- Paraunkha Location in Uttar Pradesh, India
- Coordinates: 27°09′39″N 79°18′41″E﻿ / ﻿27.16087°N 79.31142°E
- Country: India
- State: Uttar Pradesh
- District: Mainpuri
- Tehsil: Bhongaon

Area
- • Total: 10.902 km^{2} (4.209 sq mi)

Population (2011)
- • Total: 8,198
- • Density: 752.0/km^{2} (1,948/sq mi)
- Time zone: UTC+5:30 (IST)
- PIN: 206301

= Paraunkha =

Village in Uttar Pradesh, India

Paraunkha is a village in Bewar block of Mainpuri district, Uttar Pradesh, India. As of 2011, it had a population of 8,198, in 1,390 households.

== Geography ==
Paraunkha is located southeast of the town of Bewar, in a tract of fertile loamy soil at what was historically at the southeastern corner of pargana Bewar. There is a prominent jhil on village lands.

== Demographics ==
As of 2011, Paraunkha had a population of 8,198, in 1,390 households. This population was 53.3% male (4,368) and 46.7% female (3,830). The 0-6 age group numbered 1,231 (619 male and 612 female), or 15.0% of the total population. 2,243 residents were members of Scheduled Castes, or 27.4% of the total.

The 1981 census recorded Paraunkha (as "Paraukha") as having a population of 5,623 people, in 902 households.

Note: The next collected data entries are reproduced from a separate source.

//! Mutation notifiers.
//!
//! Every graph mutation fires a [`GraphEvent`] synchronously before the
//! mutating call returns. Subscribers (traversers, caches) register through
//! [`Graph::subscribe`](crate::graph::Graph::subscribe), which hands back the
//! owning `Rc`; the graph keeps only a `Weak` handle, so dropping the `Rc`
//! deregisters the subscriber. Subscribers receive events only -- never the
//! graph itself -- which rules out re-entrant mutation from inside a
//! notifier.

use std::cell::RefCell;
use std::rc::{Rc, Weak};

use crate::graph::{NodeId, Origin, RegionId, User};

/// One graph mutation.
#[derive(Debug, Clone, PartialEq, Eq)]
pub enum GraphEvent {
    RegionCreate(RegionId),
    RegionDestroy(RegionId),
    NodeCreate { node: NodeId, region: RegionId },
    NodeDestroy { node: NodeId, region: RegionId },
    InputCreate(User),
    InputDestroy(User),
    InputChange { user: User, old: Origin, new: Origin },
    OutputCreate(Origin),
    OutputDestroy(Origin),
    DepthChange { node: NodeId, old: usize, new: usize },
}

/// Receives graph events synchronously.
pub trait Subscriber {
    fn on_event(&mut self, event: &GraphEvent);
}

/// The graph-held list of subscriber handles.
#[derive(Default)]
pub struct SubscriberList {
    subscribers: Vec<Weak<RefCell<dyn Subscriber>>>,
}

impl SubscriberList {
    pub fn register(&mut self, subscriber: &Rc<RefCell<dyn Subscriber>>) {
        self.subscribers.push(Rc::downgrade(subscriber));
    }

    pub fn notify(&mut self, event: &GraphEvent) {
        self.subscribers.retain(|weak| weak.strong_count() > 0);
        for weak in &self.subscribers {
            if let Some(subscriber) = weak.upgrade() {
                subscriber.borrow_mut().on_event(event);
            }
        }
    }

    pub fn len(&self) -> usize {
        self.subscribers.iter().filter(|w| w.strong_count() > 0).count()
    }

    pub fn is_empty(&self) -> bool {
        self.len() == 0
    }
}

impl std::fmt::Debug for SubscriberList {
    fn fmt(&self, f: &mut std::fmt::Formatter<'_>) -> std::fmt::Result {
        f.debug_struct("SubscriberList").field("len", &self.len()).finish()
    }
}
//! Variables and linkage.
//!
//! Variables are typed, named slots referenced by TAC operands and results.
//! They come in three kinds: CFG-local SSA values, function arguments, and
//! module-level globals. Locals and arguments are arena-allocated per CFG
//! ([`VarId`]); globals per module ([`GlobalId`]). A [`Var`] operand names one
//! or the other -- locals never cross CFG boundaries.

use std::fmt;

use serde::{Deserialize, Serialize};

use crate::types::Type;

/// Index of a CFG-local variable (SSA value or function argument).
#[derive(Debug, Clone, Copy, PartialEq, Eq, Hash, Serialize, Deserialize)]
pub struct VarId(pub u32);

/// Index of a module-level global variable.
#[derive(Debug, Clone, Copy, PartialEq, Eq, Hash, Serialize, Deserialize)]
pub struct GlobalId(pub u32);

/// A TAC operand or result: either CFG-local or module-global.
#[derive(Debug, Clone, Copy, PartialEq, Eq, Hash, Serialize, Deserialize)]
pub enum Var {
    Local(VarId),
    Global(GlobalId),
}

/// Linkage categories for globals and functions.
#[derive(Debug, Clone, Copy, PartialEq, Eq, Hash, Serialize, Deserialize)]
pub enum Linkage {
    External,
    Internal,
    Weak,
    LinkOnce,
    Appending,
    Common,
    Private,
}

/// What a variable binds to.
#[derive(Debug, Clone, PartialEq, Eq, Serialize, Deserialize)]
pub enum VarKind {
    /// CFG-local SSA value.
    Local,
    /// Function argument at the given position.
    Argument { index: u32 },
    /// Module-level symbol.
    Global { linkage: Linkage },
}

/// A typed, named variable.
#[derive(Debug, Clone, PartialEq, Eq, Serialize, Deserialize)]
pub struct Variable {
    pub name: String,
    pub ty: Type,
    pub kind: VarKind,
}

impl Variable {
    pub fn local(name: impl Into<String>, ty: Type) -> Self {
        Variable { name: name.into(), ty, kind: VarKind::Local }
    }

    pub fn argument(name: impl Into<String>, ty: Type, index: u32) -> Self {
        Variable { name: name.into(), ty, kind: VarKind::Argument { index } }
    }

    pub fn global(name: impl Into<String>, ty: Type, linkage: Linkage) -> Self {
        Variable { name: name.into(), ty, kind: VarKind::Global { linkage } }
    }

    pub fn is_global(&self) -> bool {
        matches!(self.kind, VarKind::Global { .. })
    }
}

/// The module-level arena of global variables.
///
/// TAC checking in any CFG needs to resolve `Var::Global` operands, so the
/// arena is passed by reference into the appending methods.
#[derive(Debug, Clone, Default, Serialize, Deserialize)]
pub struct Globals {
    vars: Vec<Variable>,
}

impl Globals {
    pub fn new() -> Self {
        Globals::default()
    }

    /// Registers a global variable. The caller (the module builder) is
    /// responsible for keeping names unique.
    pub fn create(&mut self, var: Variable) -> GlobalId {
        debug_assert!(var.is_global());
        let id = GlobalId(self.vars.len() as u32);
        self.vars.push(var);
        id
    }

    pub fn get(&self, id: GlobalId) -> Option<&Variable> {
        self.vars.get(id.0 as usize)
    }

    pub fn len(&self) -> usize {
        self.vars.len()
    }

    pub fn is_empty(&self) -> bool {
        self.vars.is_empty()
    }

    pub fn iter(&self) -> impl Iterator<Item = (GlobalId, &Variable)> {
        self.vars.iter().enumerate().map(|(n, v)| (GlobalId(n as u32), v))
    }
}

impl fmt::Display for Var {
    fn fmt(&self, f: &mut fmt::Formatter<'_>) -> fmt::Result {
        match self {
            Var::Local(id) => write!(f, "%{}", id.0),
            Var::Global(id) => write!(f, "@{}", id.0),
        }
    }
}
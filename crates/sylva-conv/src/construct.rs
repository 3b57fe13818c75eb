//! CFG -> RVSDG construction.
//!
//! Processes the ip-graph bottom-up in SCC order. External symbols become
//! root-region imports, data nodes become deltas, functions become lambdas,
//! and mutually recursive components are wrapped in a single phi node.
//!
//! Per function, the CFG is pruned and restructured, then converted by
//! walking the proper-structured graph with an environment mapping each
//! variable to its current origin. A branch head becomes a gamma (the whole
//! environment is threaded through entry variables; the surplus is cheap
//! and dead-node elimination trims it), a strongly connected component
//! becomes a theta whose loop variables cover every live or loop-defined
//! variable, and each basic block becomes a chain of simple nodes. Memory
//! and I/O states are ordinary state-typed variables in the symbolic IR, so
//! state edges fall out of the same environment threading; loads and stores
//! go through the normalizing constructors.

use std::collections::{HashMap, HashSet};

use indexmap::{IndexMap, IndexSet};

use sylva_ir::cfg::{Cfg, CfgNode, CfgNodeId};
use sylva_ir::cfg_structure::prune;
use sylva_ir::ipgraph::{DataNode, FunctionNode, IpNode};
use sylva_ir::ops::Operation;
use sylva_ir::tac::Tac;
use sylva_ir::types::Type;
use sylva_ir::variable::{GlobalId, Var, Linkage};
use sylva_ir::Module;

use sylva_rvsdg::{
    create_load, create_store, delta_output, lambda_output, DeltaBuilder, GammaBuilder, Graph,
    LambdaBuilder, Origin, PhiBuilder, RegionId, ThetaBuilder,
};

use crate::restructure::{
    back_edges, immediate_postdominator, restructure, subgraph_sccs, tail_controlled_component,
    Edge,
};

type Env = IndexMap<Var, Origin>;

/// Builds the RVSDG for a module.
pub fn construct(module: &Module) -> Graph {
    let mut graph = Graph::new();
    let mut symbols: HashMap<String, Origin> = HashMap::new();

    for component in module.ipgraph().sccs() {
        let recursive = component.len() > 1
            || module.ipgraph().is_self_recursive(&component[0]).unwrap();
        if !recursive {
            convert_symbol(&mut graph, module, &component[0], &mut symbols);
        } else {
            convert_recursion_group(&mut graph, module, &component, &mut symbols);
        }
    }

    // Exports.
    for (name, node) in module.ipgraph().iter() {
        let exported = match node {
            IpNode::Function(f) => f.cfg.is_some() && f.exported,
            IpNode::Data(d) => {
                d.init.is_some() && !matches!(d.linkage, Linkage::Internal | Linkage::Private)
            }
        };
        if exported {
            let origin = symbols[name];
            graph.add_export(origin, name);
        }
    }
    graph
}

The 1961 census recorded Paraunkha (as "Paronkha") as comprising 13 hamlets, with a total population of 3,891 people (2,130 male and 1,761 female), in 707 households and 536 physical houses. The area of the village was given as 2,799 acres and it had a post office at that point.

== Infrastructure ==
As of 2011, Paraunkha had 3 primary schools; it did not have any healthcare facilities. Drinking water was provided by tap, hand pump, and tube well/borehole; there were no public toilets. The village had a post office but no public library; there was at least some access to electricity for all purposes. Streets were made of both kachcha and pakka materials.